RuntimeError: The 'getitem' operation does not support the type [None, Int64].
sevennotmouse opened this issue · comments
2023昇腾AI创新大赛-算法创新-VisionLAN模型迁移复现
background:我们正在将pytorch源代码中的train_LF_1.py迁移至mindspore。遵循mindspore的训练范式,我们分别定义好模型、数据集、优化器、损失函数等,通过构造WithLossCell、调用Model类,使用model.train进行训练。
遇到的问题:训练时报了如下错误,是关于getitem这个方法的:
RuntimeError: The 'getitem' operation does not support the type [None, Int64].The supported types of overload function getitem
is: [Tuple, Slice], [List, Slice], [Tensor, Ellipsis], [Tuple, Tensor], [List, Number], [Tensor, Slice], [Dictionary, String], [Tensor, Tensor], [String, Number], [Tensor, Tuple], [Tensor, None], [Tuple, Number], [Tensor, Number], [Tensor, List].
注:调试环境:华为云modelarts平台的notebook,镜像:mindspore_1.10.0-cann_6.0.1-py_3.7-euler_2.8.3,规格:Ascend: 1*Ascend910|ARM: 24核 96GB
getitem是自定义的lmdbDataset类里定义的一个方法:
class lmdbDataset():
def __init__(xx):
xxx
def __fromwhich__(xx):
xxx
def keepratio_resize(xx)
xxx
def __len__(self):
return self.nSamples
def __getitem__(self, index):
fromwhich = self.__fromwhich__()
if self.global_state == 'Train':
index = random.randint(0,self.maxlen - 1)
index = index % self.lengths[fromwhich]
assert index <= len(self), 'index range error'
index += 1
with self.envs[fromwhich].begin(write=False) as txn:
img_key = 'image-%09d' % index
try:
imgbuf = txn.get(img_key.encode())
buf = six.BytesIO()
buf.write(imgbuf)
buf.seek(0)
img = Image.open(buf).convert('RGB')
except:
print('Corrupted image for %d' % index)
return self[index + 1]
label_key = 'label-%09d' % index
# label = str(txn.get(label_key.encode()))
# if python3
label = str(txn.get(label_key.encode()), 'utf-8')
label = re.sub('[^0-9a-zA-Z]+', '', label)
if (len(label) > 25 or len(label) <= 0) and self.global_state == 'Train':
print(len(label))
print(label)
print('sample too long')
print(self.global_state)
return self[index + 1]
img = self.keepratio_resize(img, self.global_state)
if self.transform:
img = self.transform(img)
# generate masked_id masked_character remain_string
label_res, label_sub, label_id = des_orderlabel(label)

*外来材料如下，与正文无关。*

//! Error types for `klaud-api-tools`.

use thiserror::Error;

/// Maximum number of characters of an upstream error body carried in [`DispatchError::Upstream`].
pub const UPSTREAM_EXCERPT_CHARS: usize = 200;

/// Failure of a single operation invocation.
///
/// Every variant is converted into the error envelope at the invocation boundary; none of them
/// is allowed to escape as a process-level fault.
#[derive(Error, Debug)]
pub enum DispatchError {
    /// The caller named an operation that is not in the registry.
    #[error("Unknown operation: {0}")]
    UnknownOperation(String),

    /// Schema violation detected locally. Nothing was sent upstream.
    #[error("Invalid argument '{parameter}': {reason}")]
    InvalidArgument { parameter: String, reason: String },

    /// The upstream answered with a non-2xx status.
    #[error("API {status}: {excerpt}")]
    Upstream { status: u16, excerpt: String },

    /// The upstream could not be reached (DNS, connect, timeout, broken body stream).
    #[error("Upstream request failed: {0}")]
    Transport(String),

    /// Anything else: request construction or response parsing went wrong.
    #[error("Internal error: {0}")]
    Internal(String),
}

impl DispatchError {
    pub(crate) fn invalid(parameter: impl Into<String>, reason: impl Into<String>) -> Self {
        Self::InvalidArgument {
            parameter: parameter.into(),
            reason: reason.into(),
        }
    }

    /// Build an [`DispatchError::Upstream`] from a status code and a raw response body.
    #[must_use]
    pub fn upstream(status: u16, body: &[u8]) -> Self {
        Self::Upstream {
            status,
            excerpt: excerpt(body),
        }
    }

    /// Stable, machine-readable name of the error kind (used as a log field).
    #[must_use]
    pub fn kind(&self) -> &'static str {
        match self {
            Self::UnknownOperation(_) => "unknown_operation",
            Self::InvalidArgument { .. } => "invalid_argument",
            Self::Upstream { .. } => "upstream",
            Self::Transport(_) => "transport",
            Self::Internal(_) => "internal",
        }
    }
}

/// Result type alias for dispatch operations.
pub type Result<T> = std::result::Result<T, DispatchError>;

fn excerpt(body: &[u8]) -> String {
    String::from_utf8_lossy(body)
        .chars()
        .take(UPSTREAM_EXCERPT_CHARS)
        .collect()
}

sample = {'image': img, 'label': label, 'label_res': label_res, 'label_sub': label_sub, 'label_id': label_id}
#return sample
return (img,label,label_res,label_sub,label_id) # 返回元组类型
我们通过load_dataset函数加载数据集,其中包含调用lmdbDataset类、用mindspore的GeneratorDataset加载数据集和按batchsize划分数据集三步:
def load_dataset():
# 调用lmdbDataset类
train_data_set = cfgs.dataset_cfgs['dataset_train'](**cfgs.dataset_cfgs['dataset_train_args'])
#也即train_data_set = lmdbDataset(roots=['./datasets/train/SynthText','./datasets/train/MJSynth',],
# img_height = 64, img_width = 256,transform=dataset.transforms.Compose([vision.ToTensor()]), global_state='Train')
# 用GeneratorDataset加载数据集
train_loader = ds.GeneratorDataset(train_data_set, column_names=["image","label","label_res","label_sub","label_id"],
num_parallel_workers=32,shuffle=True)
# 按batchsize划分
train_loader = train_loader.batch(batch_size=384)
test_data_set = cfgs.dataset_cfgs['dataset_test'](**cfgs.dataset_cfgs['dataset_test_args'])
test_loader = ds.GeneratorDataset(test_data_set, column_names=["image","label"],num_parallel_workers=16,shuffle=False)
test_loader = test_loader.batch(batch_size=64)
return train_data_set, train_loader, test_data_set, test_loader
加载训练集,并传到model.train里
# 加载训练集、测试集
train_data_set, train_loader, test_data_set, test_loader = load_dataset()
# 定义多标签损失函数
loss = VisionLAN_Loss() #自定义的
# loss = nn.SoftmaxCrossEntropyWithLogits() #等效的
# 定义损失网络,连接前向网络和多标签损失函数
loss_net = CustomWithLossCell(net, loss)
# 定义Model,多标签场景下Model无需指定损失函数
model = Model(network=loss_net, optimizer=optimizer)
# 模型训练
model.train(epoch=8, train_dataset=train_loader, callbacks=[LossMonitor()])
我们不清楚是getitem方法本身写法出现了问题,还是在哪里调用的时候传入了异常的数据类型,特别对于[None, Int64]中None的由来十分疑惑。现求助于各位专家、同行,期待百忙之中的回复,非常感谢!!!
@sevennotmouse
您好,感谢您的反馈。抱歉回复较晚,不知道您是否已经解决上述问题?
The supported types of overload function getitem is: [Tuple, Slice], [List, Slice], [Tensor, Ellipsis], [Tuple, Tensor], [List, Number], [Tensor, Slice], [Dictionary, String], [Tensor, Tensor], [String, Number], [Tensor, Tuple], [Tensor, None], [Tuple, Number], [Tensor, Number], [Tensor, List]. RuntimeError: The 'getitem' operation does not support the type [None, Int64].
参考您提供的错误日志局部,该问题应该不是由自定义数据集类lmdbDataset的__getitem__
方法引入,而是由于算子getitem
被输入了不支持的数据类型导致的。猜测是由于您在建模网络时,使用了不符合预期的语法导致的。建议您尝试:
- 使用MindSpore的PyNative模式,进行单步调试,定位引入该问题的代码;
import mindspore as ms
ms.set_context(mode=ms.PYNATIVE_MODE)
- 或者,对网络建模代码进行单元测试,定位引入该问题的代码。
此外,在开发自定义数据集类的过程中,如怀疑存在问题,您可以尝试对lmdbDataset类进行单元测试,确认该类的行为是否符合预期。MindOCR项目中也实现了一些自定义数据集类(包括类似的lmdbDataset类),相关代码可供参考。
建议您尝试使用新的MindSpore r2.2.11,由于MindSpore版本升级时,部分API的行为可能变更,建议您参考官网的技术文档。